A friend told me that she realized my status this past few days had been a little down. And I'm amazed she could recognize that cos I've tried my best not to show it online. It's either she's super discerning or it's just me not doing a good enough job.

But yeah. Things had been piling up and maybe I didn't cast it all upon God.

So today we had TLG workers prayer meeting. And I was super tired even to even think of attending. Gosh. And I got Bible Camp meeting and singer practice before that. Not that any of them requires a lot of energy, but just thinking of it is more tiring than actually doing it.
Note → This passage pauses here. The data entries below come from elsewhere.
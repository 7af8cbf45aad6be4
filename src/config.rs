//! Configuration System
//!
//! Layered configuration: built-in defaults, then the user's global config
//! file, then an explicit file, then `OEXPLORER__*` environment variables.

use crate::logging::LoggingConfig;
use serde::{Deserialize, Serialize};
use std::collections::BTreeMap;
use std::path::PathBuf;

mod facade;
mod merge_policy;
mod sources;

pub use facade::ConfigLoader;
pub use sources::global_config_path;

/// Root configuration structure
#[derive(Debug, Clone, Default, PartialEq, Serialize, Deserialize)]
pub struct ExplorerConfig {
    /// Coordinator settings
    #[serde(default)]
    pub explorer: ExplorerSettings,

    /// Logging configuration
    #[serde(default)]
    pub logging: LoggingConfig,

    /// File-backed providers
    #[serde(default)]
    pub fixtures: FixtureConfig,
}

/// Coordinator settings
#[derive(Debug, Clone, PartialEq, Serialize, Deserialize)]
pub struct ExplorerSettings {
    /// Capacity of the event broadcast channel
    #[serde(default = "default_event_capacity")]
    pub event_capacity: usize,
}

fn default_event_capacity() -> usize {
    64
}

impl Default for ExplorerSettings {
    fn default() -> Self {
        Self {
            event_capacity: default_event_capacity(),
        }
    }
}

/// Fixture providers keyed by provider id, plus node providers
#[derive(Debug, Clone, Default, PartialEq, Serialize, Deserialize)]
pub struct FixtureConfig {
    #[serde(default)]
    pub providers: BTreeMap<String, FixtureProviderConfig>,

    #[serde(default)]
    pub node_providers: Vec<FixtureNodeProviderConfig>,
}

#[derive(Debug, Clone, PartialEq, Serialize, Deserialize)]
pub struct FixtureProviderConfig {
    /// TOML tree file
    pub tree: PathBuf,

    /// Delay before each expansion response is delivered
    #[serde(default)]
    pub response_delay_ms: u64,
}

#[derive(Debug, Clone, PartialEq, Serialize, Deserialize)]
pub struct FixtureNodeProviderConfig {
    pub provider_id: String,
    pub supported_provider_id: String,
    #[serde(default)]
    pub group: String,
    pub tree: PathBuf,
    #[serde(default)]
    pub response_delay_ms: u64,
}

/// Configuration validation errors
#[derive(Debug, Clone, PartialEq, Eq)]
pub enum ValidationError {
    Explorer(String),
    Logging(String),
    Fixture(String, String),
}

impl std::fmt::Display for ValidationError {
    fn fmt(&self, f: &mut std::fmt::Formatter<'_>) -> std::fmt::Result {
        match self {
            ValidationError::Explorer(msg) => write!(f, "Explorer: {}", msg),
            ValidationError::Logging(msg) => write!(f, "Logging: {}", msg),
            ValidationError::Fixture(name, msg) => write!(f, "Fixture '{}': {}", name, msg),
        }
    }
}

impl std::error::Error for ValidationError {}

impl ExplorerConfig {
    /// Validate the entire configuration, reporting every problem found
    pub fn validate(&self) -> Result<(), Vec<ValidationError>> {
        let mut errors = Vec::new();

        if self.explorer.event_capacity == 0 {
            errors.push(ValidationError::Explorer(
                "event_capacity must be greater than zero".to_string(),
            ));
        }

        if let Err(e) = self.logging.validate() {
            errors.push(ValidationError::Logging(e));
        }

        for (id, provider) in &self.fixtures.providers {
            if provider.tree.as_os_str().is_empty() {
                errors.push(ValidationError::Fixture(
                    id.clone(),
                    "tree path cannot be empty".to_string(),
                ));
            }
        }

        for node_provider in &self.fixtures.node_providers {
            let id = &node_provider.provider_id;
            if id.is_empty() {
                errors.push(ValidationError::Fixture(
                    id.clone(),
                    "node provider id cannot be empty".to_string(),
                ));
            }
            if node_provider.tree.as_os_str().is_empty() {
                errors.push(ValidationError::Fixture(
                    id.clone(),
                    "tree path cannot be empty".to_string(),
                ));
            }
            if !self
                .fixtures
                .providers
                .contains_key(&node_provider.supported_provider_id)
            {
                errors.push(ValidationError::Fixture(
                    id.clone(),
                    format!(
                        "supported provider '{}' is not configured",
                        node_provider.supported_provider_id
                    ),
                ));
            }
        }

        if errors.is_empty() {
            Ok(())
        } else {
            Err(errors)
        }
    }
}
Anyway. As usual, we worshipped before. And it was what I needed. I couldn't care less about what was happening all around me, I only needed God. I sobbed like a baby, quietly, letting it all out.

Maybe lately I've been trying to figure things out on my own. My energy is spent more in my head instead of my body. Everything seems so tiring and frustrating. I realize I didn't spend much time 1 on 1-ing with God.

But then again. Maybe it's just PMS.

Still it doesn't change the fact that you are a spiritual being. You'll eventually need to have your spiritual drink. Spending time in His presence. And oh how I've been longing for it.

Ko Iie delivered a message which was what I really needed, about letting God be God. It took a lot of pressure off me. I didn't realize all this was piling up on me, but it did.

And the extra testimony he delivered in the end... I somehow felt God moved him to share it for my sake. And perhaps some others. But I really needed that.

There was a lot of crying involved justnow. People all around are crying for heaven knows why, but I had my own reasons. And it felt good to let it ALL out. I seldom cry, even when I wanted to. So it felt good.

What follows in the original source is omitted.